We have shown that the proposed fact-based approach to social network representation allows to improve the quality of collaborative filtering. The application of the proposed actor-fact matrix in systems featuring the most widely known methods for input data processing, such as the SVD-based dimensionality reduction and the reflective matrix processing, has been investigated. We have also shown that using the actor-fact matrix together with reflective data processing enables us to design a collaborative system outperforming systems based on the application of the dimensionality reduction techniques.

We have demonstrated the superiority of multiple matrix data reflections by realizing a new kind of spreading activation. However, the purpose of the spreading activation mechanism introduced herein is to realize the probabilistic reasoning about any fact that may be composed of actors, relations, and objects appearing in the network. To state it more precisely, in order to estimate the probability that a given fact represents a true statement, the three constituents of the fact are independently primed. On the basis of the three independently generated vectors, each one representing levels of node activation obtained as the result of priming the node represented by the vector, the 1-norm length of a Hadamard product is applied to measure holistically (i.e., by taking into account the state of all nodes) the amount of joint similarity of the three fact constituents or, more precisely, their representations that have been obtained as the result of the spreading activation procedure.

While taking the perspective of related areas of research (such as Web scale reasoning), one may find it particularly interesting to investigate our proposal of using the 1-norm length of the Hadamard product as the measure of an unknown dyad likelihood. The authors believe that, due to probabilistic reasoning as a vector-space technique, the introduced solution provides basic means for extending the capacity for reasoning on social networks beyond the boundaries provided by currently used nonstatistical methods. In our opinion, the application of introduced methods (in particular, the new actor-fact data representation and the new Hadamard product likelihood calculation) leads to a significant link recommendation quality improvement, at least for the case of using the reflective matrix processing.
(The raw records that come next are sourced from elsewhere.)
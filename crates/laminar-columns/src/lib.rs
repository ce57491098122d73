//! # `LaminarDB` Columns
//!
//! Column type model for the MySQL CDC source: maps binlog type names to
//! compact tags, canonicalizes type-name synonyms, and converts decoded row
//! values into replayable SQL literals and JSON values.
//!
//! ```text
//! type name + metadata ──▶ canonicalize ──▶ ColumnDef::build ──▶ TYPE_REGISTRY
//!                                               │
//! decoded value + OutputConfig ─────────────────┴──▶ to_sql_literal / to_json_value
//! ```

#![deny(missing_docs)]
#![warn(clippy::all, clippy::pedantic)]

/// Type-name canonicalization (synonyms and size classes)
pub mod canonical;

/// Column definitions, the column factory and per-type value codecs
pub mod column;

/// Output configuration for value codecs
pub mod config;

/// Error types
pub mod error;

/// String interning for column names and charsets
pub mod intern;

/// Type tag registry
pub mod registry;

/// Decoded cell values
pub mod value;

pub use canonical::canonicalize;
pub use column::{ColumnDef, ColumnDescriptor, ColumnKind};
pub use config::{BinaryEncoding, OutputConfig};
pub use error::{ColumnError, ColumnResult};
pub use registry::{TypeRegistry, TypeTag, TYPE_REGISTRY};
pub use value::ColumnValue;
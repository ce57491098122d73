//! Output configuration consumed by the value codecs.
//!
//! [`OutputConfig`] is a read-only snapshot of the policy switches that
//! change how decoded values are rendered. It is built by the producer
//! layer, either programmatically or from flat `output.*` properties via
//! [`OutputConfig::from_properties`].

use std::collections::HashMap;

use serde::{Deserialize, Serialize};

use crate::error::{ColumnError, ColumnResult};

/// How binary column values are rendered in JSON output.
#[derive(Debug, Clone, Copy, Default, PartialEq, Eq, Serialize, Deserialize)]
#[serde(rename_all = "lowercase")]
pub enum BinaryEncoding {
    /// Standard base64 with padding.
    #[default]
    Base64,
    /// Lowercase hexadecimal.
    Hex,
}

impl std::str::FromStr for BinaryEncoding {
    type Err = String;

    fn from_str(s: &str) -> Result<Self, Self::Err> {
        match s.to_ascii_lowercase().as_str() {
            "base64" => Ok(BinaryEncoding::Base64),
            "hex" => Ok(BinaryEncoding::Hex),
            other => Err(format!("unknown binary encoding '{other}'")),
        }
    }
}

/// Policy switches applied when converting values.
#[derive(Debug, Clone, PartialEq, Eq, Serialize, Deserialize)]
#[serde(default)]
pub struct OutputConfig {
    /// Emit `null` instead of `0000-00-00 00:00:00` for broken dates.
    pub zero_dates_as_null: bool,

    /// Encoding used for binary string columns in JSON.
    pub binary_encoding: BinaryEncoding,

    /// Emit DECIMAL values as JSON strings to keep full precision.
    pub decimal_as_string: bool,
}

impl Default for OutputConfig {
    fn default() -> Self {
        Self {
            zero_dates_as_null: false,
            binary_encoding: BinaryEncoding::Base64,
            decimal_as_string: true,
        }
    }
}

impl OutputConfig {
    /// Parses a config from flat `output.*` properties.
    ///
    /// Unknown keys are ignored so the same property map can be shared
    /// with other components.
    ///
    /// # Errors
    ///
    /// Returns [`ColumnError::InvalidConfig`] if a recognised key has an
    /// unparsable value.
    pub fn from_properties(props: &HashMap<String, String>) -> ColumnResult<Self> {
        let mut cfg = Self::default();

        if let Some(v) = props.get("output.zero_dates_as_null") {
            cfg.zero_dates_as_null = parse_bool("output.zero_dates_as_null", v)?;
        }
        if let Some(v) = props.get("output.binary_encoding") {
            cfg.binary_encoding = v.parse().map_err(|message| ColumnError::InvalidConfig {
                key: "output.binary_encoding".into(),
                message,
            })?;
        }
        if let Some(v) = props.get("output.decimal_as_string") {
            cfg.decimal_as_string = parse_bool("output.decimal_as_string", v)?;
        }

        Ok(cfg)
    }
}

fn parse_bool(key: &str, value: &str) -> ColumnResult<bool> {
    match value.trim().to_ascii_lowercase().as_str() {
        "true" | "1" | "yes" | "on" => Ok(true),
        "false" | "0" | "no" | "off" => Ok(false),
        other => Err(ColumnError::InvalidConfig {
            key: key.to_string(),
            message: format!("expected a boolean, got '{other}'"),
        }),
    }
}

/// Description of one recognised configuration key.
#[derive(Debug, Clone, PartialEq, Eq)]
pub struct ConfigKeySpec {
    /// Property key.
    pub key: &'static str,
    /// Human-readable description.
    pub description: &'static str,
    /// Default value rendered as a string.
    pub default: &'static str,
}

/// Returns the configuration keys understood by [`OutputConfig::from_properties`].
#[must_use]
pub fn config_key_specs() -> Vec<ConfigKeySpec> {
    vec![
        ConfigKeySpec {
            key: "output.zero_dates_as_null",
            description: "Emit null for zero/broken dates instead of 0000-00-00",
            default: "false",
        },
        ConfigKeySpec {
            key: "output.binary_encoding",
            description: "JSON encoding for binary columns (base64/hex)",
            default: "base64",
        },
        ConfigKeySpec {
            key: "output.decimal_as_string",
            description: "Emit DECIMAL values as JSON strings",
            default: "true",
        },
    ]
}
//! Column definitions and their value codecs.
//!
//! A [`ColumnDef`] describes one column of a replicated MySQL table: its
//! name, ordinal position, canonical type (as a [`TypeTag`]) and the
//! type-specific metadata held in [`ColumnKind`]. Every kind knows how to
//! render a decoded [`ColumnValue`] two ways:
//!
//! - [`ColumnDef::to_sql_literal`]: a literal that can be embedded in a
//!   replayed SQL statement.
//! - [`ColumnDef::to_json_value`]: a JSON value for the producer layer,
//!   shaped by an [`OutputConfig`].
//!
//! # Example
//!
//! ```rust
//! use laminar_columns::canonical::canonicalize;
//! use laminar_columns::column::ColumnDef;
//! use laminar_columns::config::OutputConfig;
//! use laminar_columns::value::ColumnValue;
//!
//! let ty = canonicalize("INTEGER", false, None, false).unwrap();
//! let col = ColumnDef::build("id", None, &ty, 0, false, None, None).unwrap();
//!
//! assert_eq!(&*col.type_name().unwrap(), "int");
//! assert_eq!(col.to_sql_literal(&ColumnValue::Int(-1)).unwrap(), "4294967295");
//!
//! let json = col.to_json_value(&ColumnValue::Int(7), &OutputConfig::default()).unwrap();
//! assert_eq!(json, serde_json::json!(7));
//! ```

mod collection;
mod geometry;
mod numeric;
mod string;
pub mod temporal;

use std::sync::Arc;

use serde::{Deserialize, Serialize};

use crate::canonical::canonicalize;
use crate::config::OutputConfig;
use crate::error::{ColumnError, ColumnResult};
use crate::intern::intern;
use crate::registry::{TypeTag, TYPE_REGISTRY};
use crate::value::ColumnValue;

/// Charset assigned to every binary string column.
pub const BINARY_CHARSET: &str = "binary";

/// Type-specific metadata of a column.
///
/// The set of kinds is closed: [`ColumnDef::build`] rejects any canonical
/// type that does not map to one of these variants.
#[derive(Debug, Clone, PartialEq, Eq)]
pub enum ColumnKind {
    /// `tinyint`, `smallint`, `mediumint`, `int`.
    Int {
        /// Storage width in bits (8, 16, 24 or 32).
        bits: u8,
        /// Whether the column is signed.
        signed: bool,
    },
    /// `bigint`.
    BigInt {
        /// Whether the column is signed.
        signed: bool,
    },
    /// Character and binary strings, `text` and `blob` families.
    String {
        /// Charset name; [`BINARY_CHARSET`] for binary types.
        charset: Option<Arc<str>>,
    },
    /// `geometry` and its subtypes.
    Geometry,
    /// `float` and `double`.
    Float,
    /// `decimal`.
    Decimal,
    /// `date`.
    Date,
    /// `datetime`.
    DateTime {
        /// Declared fractional-second digits.
        column_length: Option<u64>,
    },
    /// `timestamp`.
    Timestamp {
        /// Declared fractional-second digits.
        column_length: Option<u64>,
    },
    /// `time`.
    Time {
        /// Declared fractional-second digits.
        column_length: Option<u64>,
    },
    /// `year`.
    Year,
    /// `enum`.
    Enum {
        /// Declared members, in declaration order.
        values: Vec<String>,
    },
    /// `set`.
    Set {
        /// Declared members, in declaration order.
        values: Vec<String>,
    },
    /// `bit`.
    Bit {
        /// Declared width in bits.
        column_length: Option<u64>,
    },
    /// `json`.
    Json,
}

impl ColumnKind {
    /// Maps a canonical type name to its kind, or `None` if unsupported.
    fn from_canonical(
        type_name: &str,
        charset: Option<&str>,
        signed: bool,
        enum_values: Option<&[String]>,
        column_length: Option<u64>,
    ) -> Option<Self> {
        let values = || enum_values.map(<[String]>::to_vec).unwrap_or_default();
        let kind = match type_name {
            "tinyint" => ColumnKind::Int { bits: 8, signed },
            "smallint" => ColumnKind::Int { bits: 16, signed },
            "mediumint" => ColumnKind::Int { bits: 24, signed },
            "int" => ColumnKind::Int { bits: 32, signed },
            "bigint" => ColumnKind::BigInt { signed },
            "tinytext" | "text" | "mediumtext" | "longtext" | "varchar" | "char" => {
                ColumnKind::String {
                    charset: charset.map(intern),
                }
            }
            "tinyblob" | "blob" | "mediumblob" | "longblob" | "binary" | "varbinary" => {
                ColumnKind::String {
                    charset: Some(intern(BINARY_CHARSET)),
                }
            }
            "geometry" | "geometrycollection" | "linestring" | "multilinestring"
            | "multipoint" | "multipolygon" | "polygon" | "point" => ColumnKind::Geometry,
            "float" | "double" => ColumnKind::Float,
            "decimal" => ColumnKind::Decimal,
            "date" => ColumnKind::Date,
            "datetime" => ColumnKind::DateTime { column_length },
            "timestamp" => ColumnKind::Timestamp { column_length },
            "time" => ColumnKind::Time { column_length },
            "year" => ColumnKind::Year,
            "enum" => ColumnKind::Enum { values: values() },
            "set" => ColumnKind::Set { values: values() },
            "bit" => ColumnKind::Bit { column_length },
            "json" => ColumnKind::Json,
            _ => return None,
        };
        Some(kind)
    }
}
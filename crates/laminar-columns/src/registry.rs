//! Type tag registry for column type names.
//!
//! Maps canonical type names (e.g., `"int"`, `"varchar"`, `"timestamp"`) to
//! compact [`TypeTag`] codes so each column stores a single byte instead of
//! a string. Tags are handed out densely in first-seen order and never
//! change for the lifetime of the process.
//!
//! # Architecture
//!
//! - **Schema load**: [`TypeRegistry::register_or_get`] mints a tag the first
//!   time a type name is seen. Check and insert happen under one write lock,
//!   so two concurrent schema loads cannot mint two tags for one name.
//! - **Row conversion**: [`TypeRegistry::resolve`] and
//!   [`TypeRegistry::lookup`] only take the read lock.
//!
//! # Example
//!
//! ```rust
//! use laminar_columns::registry::TypeRegistry;
//!
//! let registry = TypeRegistry::new();
//! let int_tag = registry.register_or_get("int").unwrap();
//! let ts_tag = registry.register_or_get("timestamp").unwrap();
//! assert_ne!(int_tag, ts_tag);
//!
//! assert_eq!(registry.register_or_get("int").unwrap(), int_tag);
//! assert_eq!(&*registry.resolve(ts_tag).unwrap(), "timestamp");
//! ```

use std::fmt;
use std::sync::{Arc, LazyLock};

use parking_lot::RwLock;
use rustc_hash::{FxBuildHasher, FxHashMap};

use crate::error::{ColumnError, ColumnResult};

/// Maximum number of distinct type names, bounded by the one-byte tag.
pub const MAX_TAGS: usize = i8::MAX as usize;

/// Compact identifier of a canonical type name.
#[derive(Debug, Clone, Copy, PartialEq, Eq, Hash, PartialOrd, Ord)]
pub struct TypeTag(u8);

impl TypeTag {
    /// Returns the raw tag value.
    #[must_use]
    pub const fn get(self) -> u8 {
        self.0
    }
}

impl fmt::Display for TypeTag {
    fn fmt(&self, f: &mut fmt::Formatter<'_>) -> fmt::Result {
        write!(f, "{}", self.0)
    }
}

struct Tags {
    name_to_tag: FxHashMap<Arc<str>, TypeTag>,
    tag_to_name: Vec<Arc<str>>,
}

/// Append-only, thread-safe registry of type tags.
///
/// A process-wide instance is available via [`TYPE_REGISTRY`]; separate
/// instances are only useful for tests or tools with their own universe.
pub struct TypeRegistry {
    tags: RwLock<Tags>,
    capacity: usize,
}

impl TypeRegistry {
    /// Creates an empty registry holding up to [`MAX_TAGS`] names.
    #[must_use]
    pub fn new() -> Self {
        Self::with_capacity(MAX_TAGS)
    }

    /// Creates an empty registry with a smaller ceiling.
    ///
    /// The ceiling is clamped to [`MAX_TAGS`].
    #[must_use]
    pub fn with_capacity(capacity: usize) -> Self {
        let capacity = capacity.min(MAX_TAGS);
        Self {
            tags: RwLock::new(Tags {
                name_to_tag: FxHashMap::with_capacity_and_hasher(capacity, FxBuildHasher),
                tag_to_name: Vec::with_capacity(capacity),
            }),
            capacity,
        }
    }

    /// Returns the tag for `name`, minting a new one on first sight.
    ///
    /// # Errors
    ///
    /// Returns [`ColumnError::CapacityExceeded`] if `name` is new and the
    /// registry is full.
    pub fn register_or_get(&self, name: &str) -> ColumnResult<TypeTag> {
        if let Some(tag) = self.lookup(name) {
            return Ok(tag);
        }

        let mut tags = self.tags.write();
        // Another writer may have won the race between the two locks.
        if let Some(&tag) = tags.name_to_tag.get(name) {
            return Ok(tag);
        }
        let next = tags.tag_to_name.len();
        if next >= self.capacity {
            tracing::warn!(type_name = name, max = self.capacity, "type registry exhausted");
            return Err(ColumnError::CapacityExceeded { max: self.capacity });
        }
        let tag = TypeTag(u8::try_from(next).map_err(|_| ColumnError::CapacityExceeded {
            max: self.capacity,
        })?);
        let name: Arc<str> = Arc::from(name);
        tags.name_to_tag.insert(Arc::clone(&name), tag);
        tags.tag_to_name.push(name);
        tracing::debug!(type_name = %tags.tag_to_name[next], %tag, "registered column type");
        Ok(tag)
    }

    /// Returns the tag for `name` without registering it.
    #[must_use]
    pub fn lookup(&self, name: &str) -> Option<TypeTag> {
        self.tags.read().name_to_tag.get(name).copied()
    }

    /// Resolves a tag back to its type name.
    ///
    /// # Errors
    ///
    /// Returns [`ColumnError::UnknownTag`] if the tag was never issued by
    /// this registry.
    pub fn resolve(&self, tag: TypeTag) -> ColumnResult<Arc<str>> {
        self.tags
            .read()
            .tag_to_name
            .get(usize::from(tag.0))
            .cloned()
            .ok_or(ColumnError::UnknownTag(tag.0))
    }

    /// Returns the number of registered type names.
    #[must_use]
    pub fn len(&self) -> usize {
        self.tags.read().tag_to_name.len()
    }

    /// Returns true if no type has been registered yet.
    #[must_use]
    pub fn is_empty(&self) -> bool {
        self.len() == 0
    }

    /// Returns the maximum number of type names this registry accepts.
    #[must_use]
    pub fn capacity(&self) -> usize {
        self.capacity
    }
}

impl Default for TypeRegistry {
    fn default() -> Self {
        Self::new()
    }
}

impl fmt::Debug for TypeRegistry {
    fn fmt(&self, f: &mut fmt::Formatter<'_>) -> fmt::Result {
        f.debug_struct("TypeRegistry")
            .field("len", &self.len())
            .field("capacity", &self.capacity)
            .finish()
    }
}

/// Process-wide registry shared by every column definition.
pub static TYPE_REGISTRY: LazyLock<TypeRegistry> = LazyLock::new(TypeRegistry::new);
Although this paper provided an evaluation using only the two relations scenario, one may also find the proposed approach to matrix-based propositional data representation to be promising from the perspective of its extendability to truly multirelational applications.

Conflict of Interests

The authors declare that there is no conflict of interests regarding the publication of this paper.

Acknowledgment

Mikołaj Morzy has been supported by the National Science Centre Grant 2011/03/B/ST6/01563. Michał Ciesielczyk and Andrzej Szwabe have been supported by the National Science Centre Grant DEC-2011/01/D/ST6/06788.